We are familiar with how the visionary and revolutionary Lagos metro line project was scrapped for similar reasons by the then government of Group Captain Gbolahan Mudashiru in 1984. Instructively, it was this same Buhari who was head of state at that time. Thirty two years down the line, Lagosians are still paying the price for that tragic decision.
Like Minister of State for Petroleum Resources, Ibe Kachikwu noted, whatever the issues surrounding the cost of the land at Okerenkoko can be dealt with without throwing the baby away with the bath water. If the land was fraudulently acquired, or the price fraudulently inflated, there is a body charged with the responsibility for handling such things.
But to scrap the entire project merely for this reason alone would be tragic. I am sure the project can be executed if the government is prudent enough to reduce needless costs elsewhere. There are other sources of fund the government can explore. The government can seek partnership with the private sector or international financiers. There are also other revenue sources government can develop to generate money.
What should be uppermost in the mind of government is the essence, purpose and objective of the project. What does the project stand to achieve? Is the purpose worthwhile? If so, then scrapping it would be stupid indeed.
Amaechi’s sophistry that he was never against the project but only worried about its feasibility, is all well and good, but we all know that his first public statement on the project a few months ago was that it should be scrapped because similar ones exist elsewhere in the country. His argument that the N13 billion cost of the land should be recovered and given to him to buy “half of Lagos” and still build the school to world standards, is as disingenuous as it is laughable. It is even an insult to our collective intelligence.
Needless to say that we need not dwell on it for the simple reason that it is easier said than done. We are all familiar with legal/judicial processes in our country, unless Amaechi is proposing that the government engage the services of ancient debt collectors. Even that does not guarantee a hundred percent success.
If Buhari choses to follow the route being advanced by Amaechi, then he is rest assured that he is not going to see any of that money recovered till he leaves office. And that project will remain unfulfilled. It is my view that we do not even have enough higher institutions in Nigeria. So for a minister of the Federal Republic to suggest that one should be scrapped regardless of its obvious benefits is unfortunate.

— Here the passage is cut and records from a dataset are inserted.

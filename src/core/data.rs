//! Records produced by an extraction run.

use std::collections::BTreeMap;

use serde::Serialize;

/// Pattern name attributed to literals already bound to a key in source.
pub const EXISTING_LOC_PATTERN: &str = "existing_loc";

/// One surfaced literal.
///
/// Immutable once built by the engine. `line_num` is always the physical
/// (1-based) line the literal sits on, even when it was found inside an
/// accumulated multi-line statement.
#[derive(Debug, Clone, PartialEq, Eq)]
pub struct ExtractedString {
    /// The literal exactly as written between the quotes.
    pub original_text: String,
    /// `original_text` without leading/trailing spaces (suffix retained).
    pub clean_text: String,
    /// Canonical translatable text: no spaces, no known suffix.
    pub base_text: String,
    /// Path relative to the scanned root, `/`-separated.
    pub file_path: String,
    pub file_name: String,
    pub line_num: usize,
    /// The physical source line, trimmed.
    pub line_content: String,
    pub pattern_name: String,
    pub suggested_key: String,
    pub leading_spaces: usize,
    pub trailing_spaces: usize,
    pub suffix: String,
    /// Advisory rewrite expression (empty for existing bindings).
    pub replacement_code: String,
    pub concat: Option<ConcatMembership>,
}

/// Position of a literal inside a multi-part concatenation.
#[derive(Debug, Clone, Copy, PartialEq, Eq)]
pub struct ConcatMembership {
    pub index: usize,
    pub total: usize,
}

impl ExtractedString {
    pub fn has_spacing(&self) -> bool {
        self.leading_spaces > 0 || self.trailing_spaces > 0
    }

    pub fn has_suffix(&self) -> bool {
        !self.suffix.is_empty()
    }

    pub fn is_concat_member(&self) -> bool {
        self.concat.is_some()
    }

    pub fn is_existing_loc(&self) -> bool {
        self.pattern_name == EXISTING_LOC_PATTERN
    }

    /// Index in the concatenation group (0 for standalone literals).
    pub fn concat_member_index(&self) -> usize {
        self.concat.map_or(0, |c| c.index)
    }

    /// Number of members in the concatenation group (1 for standalone literals).
    pub fn concat_total_members(&self) -> usize {
        self.concat.map_or(1, |c| c.total)
    }

    /// Category segment of the key: the third `/`-separated part, or `General`.
    pub fn key_category(&self) -> &str {
        self.suggested_key.split('/').nth(2).unwrap_or("General")
    }

    /// Spacing markers used by the report and the key list.
    pub fn spacing_marker(&self) -> &'static str {
        spacing_marker(self.leading_spaces, self.trailing_spaces)
    }

    pub fn suffix_marker(&self) -> &'static str {
        if self.has_suffix() { "🔚" } else { "" }
    }

    pub fn concat_marker(&self) -> &'static str {
        if self.is_concat_member() { "🔗" } else { "" }
    }
}

pub fn spacing_marker(leading: usize, trailing: usize) -> &'static str {
    match (leading > 0, trailing > 0) {
        (true, true) => "⬅️➡️",
        (true, false) => "⬅️",
        (false, true) => "➡️",
        (false, false) => "",
    }
}

/// Counters accumulated across one run.
#[derive(Debug, Clone, Default, PartialEq, Eq, Serialize)]
pub struct ExtractionStats {
    pub files_processed: usize,
    pub files_with_strings: usize,
    pub total_strings: usize,
    pub unique_strings: usize,
    pub log_lines_ignored: usize,
    pub technical_ignored: usize,
    pub strings_with_spacing: usize,
    pub strings_with_suffix: usize,
    pub concatenated_lines: usize,
    pub concat_members_total: usize,
    pub multiline_statements: usize,
    pub patterns_found: BTreeMap<String, usize>,
}

impl ExtractionStats {
    pub fn record_pattern(&mut self, pattern: &str) {
        *self.patterns_found.entry(pattern.to_string()).or_default() += 1;
    }

    /// Pattern histogram sorted by descending count, then name.
    pub fn patterns_by_count(&self) -> Vec<(&str, usize)> {
        let mut patterns: Vec<_> = self
            .patterns_found
            .iter()
            .map(|(name, count)| (name.as_str(), *count))
            .collect();
        patterns.sort_by(|a, b| b.1.cmp(&a.1).then(a.0.cmp(b.0)));
        patterns
    }
}

/// Formatting side-table entry, keyed by assigned key.
#[derive(Debug, Clone, PartialEq, Eq, Serialize)]
pub struct SpacingMetadata {
    pub original_text: String,
    pub clean_text: String,
    pub base_text: String,
    pub leading_spaces: usize,
    pub trailing_spaces: usize,
    pub suffix: String,
    pub is_concat_member: bool,
    pub concat_index: usize,
    pub file: String,
    pub line: usize,
    pub pattern: String,
}

impl From<&ExtractedString> for SpacingMetadata {
    fn from(entry: &ExtractedString) -> Self {
        Self {
            original_text: entry.original_text.clone(),
            clean_text: entry.clean_text.clone(),
            base_text: entry.base_text.clone(),
            leading_spaces: entry.leading_spaces,
            trailing_spaces: entry.trailing_spaces,
            suffix: entry.suffix.clone(),
            is_concat_member: entry.is_concat_member(),
            concat_index: entry.concat_member_index(),
            file: entry.file_path.clone(),
            line: entry.line_num,
            pattern: entry.pattern_name.clone(),
        }
    }
}

/// A source file (or walk entry) that could not be processed.
#[derive(Debug, Clone, PartialEq, Eq)]
pub struct FileWarning {
    pub file_path: String,
    pub error: String,
}

/// Everything an extraction run hands to the emitters.
#[derive(Debug, Default)]
pub struct ExtractionResult {
    pub entries: Vec<ExtractedString>,
    pub stats: ExtractionStats,
    pub spacing_metadata: BTreeMap<String, SpacingMetadata>,
    pub text_to_key: BTreeMap<String, String>,
    pub warnings: Vec<FileWarning>,
}

impl ExtractionResult {
    pub fn existing_loc_count(&self) -> usize {
        self.entries.iter().filter(|e| e.is_existing_loc()).count()
    }
}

What ought to occupy Amaechi’s mind is the advantages of having the Maritime university operational. The first obvious advantage is that it is a physical infrastructure which will bring development to its immediate environment. It will create opportunity for more Nigerians, particularly those in the catchment area, to acquire higher education.
Other advantages are that it will generate revenue for the country, create employment in the region, boost the capacity, skill and knowledge of stakeholders, operators and regulators in the sector as well as deepen the maritime sector in Nigeria.
These obvious advantages aside, it is a sign of inadequate comprehension of the true goal of a university as a generator of knowledge, and a very sad commentary on our self-worth as educated people that a minister of the Federal Republic would openly advocate scrapping an institution of learning, the challenges notwithstanding.
As I conclude let me remind Amaechi of this quote by André Gide…… “There are many things that seem impossible only so long as one does not attempt them.” The present economic constraints notwithstanding, it is still possible to complete the Maritime University if Amaechi addresses his mind to it.
This is as I see it.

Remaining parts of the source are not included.